Liquidation income refers to the balance of all assets or property liquidated by an enterprise that exceeds the paid-in capital after deducting liquidation expenses, losses, liabilities, undistributed profits of the enterprise, public welfare fund and provident fund. In the capital accumulation fund, other items can be deducted from the liquidation income except the revaluation and appreciation of the legal property of the enterprise and the value of the donated property. For revaluation appreciation and acceptance of donations, they are included in the capital reserve when they occur, and they are taxed when they are merged into liquidation income, which is equivalent to delaying the payment of taxes on the appreciation part. Under the condition that other conditions remain unchanged, enterprises can create conditions for asset appraisal, and take the value of property after appreciation as the basis for depreciation. This can increase depreciation, deduct income tax and reduce tax burden than before.
In addition, enterprises can influence their taxable income during liquidation by changing the date of dissolution.
Strategy 2: Use "equity transfer" to carry out tax planning of "withdrawing capital first and then increasing capital".

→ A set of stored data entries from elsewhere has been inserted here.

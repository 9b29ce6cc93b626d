/// Row-oriented read access shared by every image buffer in the crate.
///
/// `row(y)` returns exactly `width() * channels()` samples; padding between
/// rows (when `stride` exceeds that) is never exposed.
pub trait ImageView {
    type Pixel: Copy;

    fn width(&self) -> usize;
    fn height(&self) -> usize;
    fn stride(&self) -> usize;

    /// Interleaved samples per pixel.
    fn channels(&self) -> usize {
        1
    }

    fn row(&self, y: usize) -> &[Self::Pixel];

    fn rows(&self) -> Rows<'_, Self>
    where
        Self: Sized,
    {
        Rows { image: self, y: 0 }
    }

    fn is_contiguous(&self) -> bool {
        self.stride() == self.width() * self.channels()
    }

    fn is_empty(&self) -> bool {
        self.width() == 0 || self.height() == 0
    }
}

pub trait ImageViewMut: ImageView {
    fn row_mut(&mut self, y: usize) -> &mut [Self::Pixel];
}

pub struct Rows<'a, I: ?Sized + ImageView> {
    image: &'a I,
    y: usize,
}

impl<'a, I: ImageView> Iterator for Rows<'a, I> {
    type Item = &'a [I::Pixel];

    fn next(&mut self) -> Option<Self::Item> {
        if self.y >= self.image.height() {
            return None;
        }
        let y = self.y;
        self.y += 1;
        Some(self.image.row(y))
    }
}
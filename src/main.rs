use screw_inspect::image::ImageRgb8;
use screw_inspect::{CalibrationTable, InspectionConstants, Inspector};
use std::env;

/// Synthetic frame: a bright rotated bar on a dark bench, plus a ruler strip
/// below the ROI bound that the inspector must ignore.
fn synthetic_frame(w: usize, h: usize, len_px: f64, wid_px: f64, angle_deg: f64) -> Vec<u8> {
    let (s, c) = angle_deg.to_radians().sin_cos();
    let (cx, cy) = (w as f64 * 0.5, 430.0);
    let mut buf = vec![25u8; w * h * 3];
    for y in 0..h {
        for x in 0..w {
            let (dx, dy) = (x as f64 - cx, y as f64 - cy);
            let u = dx * c + dy * s;
            let v = -dx * s + dy * c;
            let on_bar = u.abs() <= len_px * 0.5 && v.abs() <= wid_px * 0.5;
            let on_ruler = y >= 880 && (x / 10) % 2 == 0;
            if on_bar || on_ruler {
                let i = (y * w + x) * 3;
                buf[i..i + 3].copy_from_slice(&[210, 205, 190]);
            }
        }
    }
    buf
}

fn main() {
    env_logger::init();
    if let Err(err) = run() {
        eprintln!("Error: {err}");
        std::process::exit(1);
    }
}

fn run() -> Result<(), String> {
    let mut args = env::args().skip(1);
    let part_id = args.next().unwrap_or_else(|| "M6x25".to_string());
    let angle_deg = match args.next() {
        Some(a) => a.parse::<f64>().map_err(|e| format!("Invalid angle {a:?}: {e}"))?,
        None => 20.0,
    };

    let (w, h) = (1280usize, 960usize);
    let rgb = synthetic_frame(w, h, 305.0, 101.0, angle_deg);
    let img = ImageRgb8::from_slice(w, h, &rgb).ok_or("Synthetic buffer too small")?;

    let inspector = Inspector::new(CalibrationTable::reference(), InspectionConstants::default());
    let (result, trace) = inspector.measure_traced(&img, &part_id);
    println!("{}", trace.summary());
    for stage in &trace.timings.stages {
        println!("  {:<9} {:.3} ms", stage.label, stage.elapsed_ms);
    }
    let m = result.map_err(|e| e.to_string())?;
    println!(
        "{part_id}: L={}mm W={}mm angle={:.1}deg -> {}",
        m.length_display(),
        m.width_display(),
        m.rect.angle_deg,
        m.verdict
    );
    Ok(())
}
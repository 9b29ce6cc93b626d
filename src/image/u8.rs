//! Single-channel 8-bit buffers: a borrowed view and its owned counterpart.

use super::traits::{ImageView, ImageViewMut};

/// Borrowed single-channel 8-bit view.
#[derive(Clone, Copy, Debug)]
pub struct ImageU8<'a> {
    pub w: usize,
    pub h: usize,
    pub stride: usize, // bytes between rows
    pub data: &'a [u8],
}

impl<'a> ImageU8<'a> {
    #[inline]
    pub fn get(&self, x: usize, y: usize) -> u8 {
        self.data[y * self.stride + x]
    }
}

impl<'a> ImageView for ImageU8<'a> {
    type Pixel = u8;

    #[inline]
    fn width(&self) -> usize {
        self.w
    }
    #[inline]
    fn height(&self) -> usize {
        self.h
    }
    #[inline]
    fn stride(&self) -> usize {
        self.stride
    }
    #[inline]
    fn row(&self, y: usize) -> &[u8] {
        let start = y * self.stride;
        &self.data[start..start + self.w]
    }
}

/// Owned, tightly packed 8-bit grayscale buffer.
#[derive(Clone, Debug, PartialEq, Eq)]
pub struct GrayImageU8 {
    w: usize,
    h: usize,
    data: Vec<u8>,
}

impl GrayImageU8 {
    /// Zero-filled buffer of size `w × h`.
    pub fn new(w: usize, h: usize) -> Self {
        Self {
            w,
            h,
            data: vec![0; w * h],
        }
    }

    /// Wrap raw row-major bytes. Returns `None` when the length does not match.
    pub fn from_raw(w: usize, h: usize, data: Vec<u8>) -> Option<Self> {
        (data.len() == w * h).then_some(Self { w, h, data })
    }

    #[inline]
    pub fn get(&self, x: usize, y: usize) -> u8 {
        self.data[y * self.w + x]
    }

    #[inline]
    pub fn set(&mut self, x: usize, y: usize, v: u8) {
        self.data[y * self.w + x] = v;
    }

    pub fn as_slice(&self) -> &[u8] {
        &self.data
    }

    pub fn into_raw(self) -> Vec<u8> {
        self.data
    }

    /// Borrow as a read-only `ImageU8` view
    pub fn as_view(&self) -> ImageU8<'_> {
        ImageU8 {
            w: self.w,
            h: self.h,
            stride: self.w,
            data: &self.data,
        }
    }
}

impl ImageView for GrayImageU8 {
    type Pixel = u8;

    #[inline]
    fn width(&self) -> usize {
        self.w
    }
    #[inline]
    fn height(&self) -> usize {
        self.h
    }
    #[inline]
    fn stride(&self) -> usize {
        self.w
    }
    #[inline]
    fn row(&self, y: usize) -> &[u8] {
        let start = y * self.w;
        &self.data[start..start + self.w]
    }
}

impl ImageViewMut for GrayImageU8 {
    #[inline]
    fn row_mut(&mut self, y: usize) -> &mut [u8] {
        let start = y * self.w;
        &mut self.data[start..start + self.w]
    }
}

Article 5 of the Announcement of People's Republic of China (PRC) and State Taxation Administration of The People's Republic of China on Several Issues concerning Enterprise Income Tax (State Taxation Administration of The People's Republic of China Announcement No.2011No.34) stipulates that if an investment enterprise withdraws or reduces its investment from the invested enterprise, the part of its assets equivalent to the initial investment shall be recognized as investment recovery; The part equivalent to the accumulated undistributed profits and accumulated surplus reserves of the invested enterprise, which reduces the proportion of paid-in capital, is recognized as dividend income; The rest is recognized as investment asset transfer income. The operating loss of the invested enterprise shall be carried forward by the invested enterprise to make up for it; An investment enterprise shall not adjust or reduce the investment cost, nor shall it be recognized as an investment loss.
According to the relevant provisions of the Enterprise Income Tax Law and its implementing regulations, the income from dividends and other equity investments among qualified resident enterprises belongs to tax-free income.
Strategy 3: Using foreign donations for tax planning
Corporate donation is a kind of expenditure, but sometimes a well-chosen donation opportunity is equivalent to an advertisement, and the benefit of this advertisement is much better than that of ordinary advertisements, which is especially conducive to establishing a good social image of enterprises. Therefore, enterprises often use donations to obtain the double benefits of tax saving and advertising. However, the new tax law has corresponding provisions on pre-tax deduction of donations, and enterprises should pay attention to it when donating.
Article 9 of the Enterprise Income Tax Law stipulates: "The public welfare donation expenses incurred by an enterprise that do not exceed 12% of the total annual profit are allowed to be deducted." The public welfare donation here refers to the donation made by enterprises to the public welfare undertakings stipulated in the Law of People's Republic of China (PRC) Municipality on Public Welfare Donation through public welfare social organizations or people's governments at or above the county level and their departments. Donations directly made by the enterprise itself and non-public welfare donations shall not be deducted before tax.
Fourth, make use of industrial preferential policies for tax planning.
For example, use the following policies for tax planning:
(1) High-tech enterprises that need special support from the state shall be subject to enterprise income tax at a reduced rate of 15%.
(two) tax incentives for industries and projects related to environmental protection, comprehensive utilization of resources and safe production.
(three) the use of tax planning and placement of special personnel employment
(four) the use of technological innovation and scientific and technological progress tax incentives for tax planning.
(5) The use of local preferential tax policies.